Figma gets basics right: CMD+ or CMD- to zoom in and out. Click into a text field to edit the content without any confusing user interaction. CMD+B bolds the text as expected instead of triggering some odd design function. You can easily undo a design error like you can undo a typo in Google Docs rather than losing it to some broken versioning history in an outdated design application. Getting the basics right is dramatically underestimated. The cumulative effect is that customers get more done, trust the app, and become fervent evangelists. It also codifies a principle of simplicity in the company’s culture that pays multiple dividends for years.
5. Productize (and kill) your customer’s stress: technology can make a mess into a delight
Prototyping used to be a nightmare. A designer would make designs in a static program. Then we’d either have to build the real thing before knowing how it felt to use it — or do some crazy HTML hack (or use a prototyping tool) to demo things. There used to be lots of (physical) wires involved and Apple AirPlay when we wanted to show the iPhone experience.

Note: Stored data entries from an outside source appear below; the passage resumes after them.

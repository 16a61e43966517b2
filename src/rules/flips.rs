//! Directional flip computation (the Othello capture rule)
//!
//! Placing a stone at `pos` captures, in each of the 8 directions, the
//! contiguous run of opponent stones that starts next to `pos` and is
//! closed by a stone of the mover's color. A run that reaches an empty
//! cell or the board edge first captures nothing.
//!
//! Everything here is a read-only probe except [`apply_flips`] and
//! [`execute_flips`]; the evaluator and the resolver share these functions
//! so legality is decided in exactly one place.

use crate::board::{Board, Direction, Pos, Stone};

/// Number of opponent stones captured in direction `dir` by `color`
/// playing at `pos`. Zero if the run is not closed by a `color` anchor.
#[inline]
pub fn run_length(board: &Board, pos: Pos, color: Stone, dir: Direction) -> u32 {
    let opponent = color.opponent();
    let mut len = 0;
    let mut cursor = pos.step(dir);

    while let Some(cell) = cursor {
        match board.get(cell) {
            s if s == opponent => {
                len += 1;
                cursor = cell.step(dir);
            }
            s if s == color => return len,
            _ => return 0,
        }
    }

    // Ran off the edge without an anchor
    0
}

/// Total stones `color` would flip by playing at `pos`.
///
/// Returns 0 for occupied cells, which makes "flips > 0" the single
/// legality test.
pub fn count_flips(board: &Board, pos: Pos, color: Stone) -> u32 {
    assert_ne!(color, Stone::Empty, "an empty stone cannot move");
    if !board.is_empty(pos) {
        return 0;
    }
    Direction::ALL
        .iter()
        .map(|&dir| run_length(board, pos, color, dir))
        .sum()
}

/// Check if `color` may legally play at `pos`.
#[inline]
pub fn is_legal(board: &Board, pos: Pos, color: Stone) -> bool {
    assert_ne!(color, Stone::Empty, "an empty stone cannot move");
    board.is_empty(pos)
        && Direction::ALL
            .iter()
            .any(|&dir| run_length(board, pos, color, dir) > 0)
}

/// Append the cells `color` would flip at `pos` to `out`, direction by
/// direction (in [`Direction::ALL`] order), nearest cell first.
///
/// # Returns
/// Number of positions appended
pub fn collect_flips(board: &Board, pos: Pos, color: Stone, out: &mut Vec<Pos>) -> u32 {
    if !board.is_empty(pos) {
        return 0;
    }

    let mut total = 0;
    for dir in Direction::ALL {
        let len = run_length(board, pos, color, dir);
        let mut cell = pos;
        for _ in 0..len {
            // run_length only counts on-board cells
            let Some(next) = cell.step(dir) else { break };
            out.push(next);
            cell = next;
        }
        total += len;
    }
    total
}

/// Cells that would be flipped if `color` played at `pos`.
pub fn get_flipped_positions(board: &Board, pos: Pos, color: Stone) -> Vec<Pos> {
    let mut flipped = Vec::new();
    collect_flips(board, pos, color, &mut flipped);
    flipped
}

/// Place `color` at `pos` and flip the cells in `flipped`, as produced by
/// [`collect_flips`] on the same board.
pub fn apply_flips(board: &mut Board, pos: Pos, color: Stone, flipped: &[Pos]) {
    board.place_stone(pos, color);
    for &cell in flipped {
        board.flip(cell);
    }
}

/// Place `color` at `pos` and flip every captured run, without recording
/// a change-list. Used for hypothetical play on scratch boards.
///
/// Illegal moves leave the board untouched and return 0.
pub fn execute_flips(board: &mut Board, pos: Pos, color: Stone) -> u32 {
    let mut flipped = Vec::new();
    let total = collect_flips(board, pos, color, &mut flipped);
    if total > 0 {
        apply_flips(board, pos, color, &flipped);
    }
    total
}

#[cfg(test)]
mod tests {
    use super::*;

    #[test]
    fn test_opening_black_moves() {
        let board = Board::new();
        let legal: Vec<Pos> = Pos::all()
            .filter(|&p| is_legal(&board, p, Stone::Black))
            .collect();
        assert_eq!(
            legal,
            vec![Pos::new(2, 3), Pos::new(3, 2), Pos::new(4, 5), Pos::new(5, 4)]
        );
    }

    #[test]
    fn test_opening_white_moves() {
        let board = Board::new();
        let legal: Vec<Pos> = Pos::all()
            .filter(|&p| is_legal(&board, p, Stone::White))
            .collect();
        assert_eq!(
            legal,
            vec![Pos::new(2, 4), Pos::new(3, 5), Pos::new(4, 2), Pos::new(5, 3)]
        );
    }

    #[test]
    fn test_single_capture_south() {
        let board = Board::new();
        // (2,3) over White (3,3) anchored by Black (4,3)
        assert_eq!(run_length(&board, Pos::new(2, 3), Stone::Black, Direction::South), 1);
        assert_eq!(run_length(&board, Pos::new(2, 3), Stone::Black, Direction::East), 0);
        assert_eq!(count_flips(&board, Pos::new(2, 3), Stone::Black), 1);
        assert_eq!(
            get_flipped_positions(&board, Pos::new(2, 3), Stone::Black),
            vec![Pos::new(3, 3)]
        );
    }

    #[test]
    fn test_run_stopped_by_edge_captures_nothing() {
        // B plays at (0,0): W W W runs to the edge with no anchor
        let board = Board::from_rows([
            ". W W W W W W W",
            "........",
            "........",
            "........",
            "........",
            "........",
            "........",
            "........",
        ]);
        assert_eq!(run_length(&board, Pos::new(0, 0), Stone::Black, Direction::East), 0);
        assert!(!is_legal(&board, Pos::new(0, 0), Stone::Black));
    }

    #[test]
    fn test_run_stopped_by_empty_captures_nothing() {
        let board = Board::from_rows([
            ". W W . B . . .",
            "........",
            "........",
            "........",
            "........",
            "........",
            "........",
            "........",
        ]);
        assert_eq!(count_flips(&board, Pos::new(0, 0), Stone::Black), 0);
    }

    #[test]
    fn test_long_run_and_multiple_directions() {
        // Black at (3,3) captures 3 to the east and 2 to the south
        let board = Board::from_rows([
            "........",
            "........",
            "........",
            "... . W W W B",
            "... W . . . .",
            "... W . . . .",
            "... B . . . .",
            "........",
        ]);
        let pos = Pos::new(3, 3);
        assert_eq!(run_length(&board, pos, Stone::Black, Direction::East), 3);
        assert_eq!(run_length(&board, pos, Stone::Black, Direction::South), 2);
        assert_eq!(count_flips(&board, pos, Stone::Black), 5);
        // East before South, nearest first
        assert_eq!(
            get_flipped_positions(&board, pos, Stone::Black),
            vec![
                Pos::new(3, 4),
                Pos::new(3, 5),
                Pos::new(3, 6),
                Pos::new(4, 3),
                Pos::new(5, 3),
            ]
        );
    }

    #[test]
    fn test_occupied_cell_is_illegal() {
        let board = Board::new();
        assert_eq!(count_flips(&board, Pos::new(3, 3), Stone::Black), 0);
        assert!(!is_legal(&board, Pos::new(3, 4), Stone::White));
    }

    #[test]
    fn test_execute_flips_applies_captures() {
        let mut board = Board::new();
        let flipped = execute_flips(&mut board, Pos::new(2, 3), Stone::Black);
        assert_eq!(flipped, 1);
        assert_eq!(board.get(Pos::new(2, 3)), Stone::Black);
        assert_eq!(board.get(Pos::new(3, 3)), Stone::Black);
        assert_eq!(board.count(Stone::Black), 4);
        assert_eq!(board.count(Stone::White), 1);
    }

    #[test]
    fn test_execute_flips_illegal_is_noop() {
        let mut board = Board::new();
        assert_eq!(execute_flips(&mut board, Pos::new(0, 0), Stone::Black), 0);
        assert_eq!(execute_flips(&mut board, Pos::new(3, 3), Stone::Black), 0);
        assert_eq!(board, Board::new());
    }

    #[test]
    fn test_execute_flips_matches_resolver() {
        // Black at (3,3) captures 3 to the east and 2 to the south
        let board = Board::from_rows([
            "........",
            "........",
            "........",
            ". . . . W W W B",
            ". . . W . . . .",
            ". . . W . . . .",
            ". . . B . . . .",
            "........",
        ]);
        let pos = Pos::new(3, 3);

        let mut scratch = board;
        let mut resolved = board;
        let mut resolver = crate::rules::MoveResolver::new();

        assert_eq!(execute_flips(&mut scratch, pos, Stone::Black), 5);
        assert_eq!(resolver.apply(&mut resolved, pos, Stone::Black), 5);
        assert_eq!(scratch, resolved);
        assert_eq!(scratch.count(Stone::White), 0);
    }

    #[test]
    fn test_corner_capture_diagonal() {
        // White at (0,0) captures the diagonal back to (3,3)
        let board = Board::from_rows([
            ". . . . . . . .",
            ". B . . . . . .",
            ". . B . . . . .",
            ". . . W . . . .",
            "........",
            "........",
            "........",
            "........",
        ]);
        assert_eq!(
            get_flipped_positions(&board, Pos::new(0, 0), Stone::White),
            vec![Pos::new(1, 1), Pos::new(2, 2)]
        );
    }
}
//! Reversi GUI and headless self-play
//!
//! Opens an egui window by default; `--headless` plays the engine against
//! itself in the terminal.

use clap::Parser;
use reversi::cli::{Cli, DEFAULT_LOG_FILTER};
use reversi::eval::select_move;
use reversi::rules::MoveResolver;
use reversi::ui::ReversiApp;
use reversi::{Board, Stone};
use tracing::info;
use tracing_subscriber::EnvFilter;

fn main() -> Result<(), eframe::Error> {
    let cli = Cli::parse();

    let filter = match &cli.log {
        Some(directives) => EnvFilter::new(directives),
        None => EnvFilter::try_from_default_env().unwrap_or_else(|_| EnvFilter::new(DEFAULT_LOG_FILTER)),
    };
    tracing_subscriber::fmt().with_env_filter(filter).init();

    if cli.headless {
        run_headless();
        return Ok(());
    }

    let human = Stone::from(cli.human);
    info!(human = ?human, "starting GUI");

    let options = eframe::NativeOptions {
        viewport: egui::ViewportBuilder::default()
            .with_inner_size([cli.width, cli.height])
            .with_min_inner_size([640.0, 480.0])
            .with_title("Reversi"),
        ..Default::default()
    };

    eframe::run_native(
        "Reversi",
        options,
        Box::new(move |cc| Ok(Box::new(ReversiApp::new(cc, human)))),
    )
}

/// Both sides driven by the selector until neither can move
fn run_headless() {
    let mut board = Board::new();
    let mut resolver = MoveResolver::new();
    let mut to_move = Stone::Black;
    let mut passes = 0;
    let mut ply = 0;

    println!("{board}");

    while passes < 2 {
        let result = select_move(&board, to_move);
        match result.best_move {
            Some(pos) => {
                let flips = resolver.apply(&mut board, pos, to_move);
                ply += 1;
                passes = 0;
                println!(
                    "{:>2}. {} plays {} flipping {} (score {}, {} candidates)",
                    ply,
                    to_move.name(),
                    pos,
                    flips,
                    result.score,
                    result.candidates
                );
                println!("{board}");
            }
            None => {
                passes += 1;
                println!("    {} passes", to_move.name());
            }
        }
        to_move = to_move.opponent();
    }

    let black = board.count(Stone::Black);
    let white = board.count(Stone::White);
    let verdict = match black.cmp(&white) {
        std::cmp::Ordering::Greater => "Black wins",
        std::cmp::Ordering::Less => "White wins",
        std::cmp::Ordering::Equal => "Draw",
    };
    println!("Final: Black {black} - White {white} ({verdict})");
    info!(black, white, ply, "headless game finished");
}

It was bad. Really bad. It was crazy that in building products we didn’t know the product…until it was built.
Figma lets you effortlessly prototype. In fact, the designs just ‘become’ the prototype with the click of a button. I actually got to this screen almost accidentally, it’s that easy. I know so many Figma customers who use Figma in design reviews. Everyone from the VP Design to the individual contributor designer showing work can riff together on the work, edit it in real time, get to an answer, and ship the product. Design reviews that used be about presenting static image files and translating written feedback into visual action items turned into collaborative working sessions. It’s a step-change in productivity and decision-making. It also puts Figma at the center of critical technology team decisions, which solidifies its brand and market position.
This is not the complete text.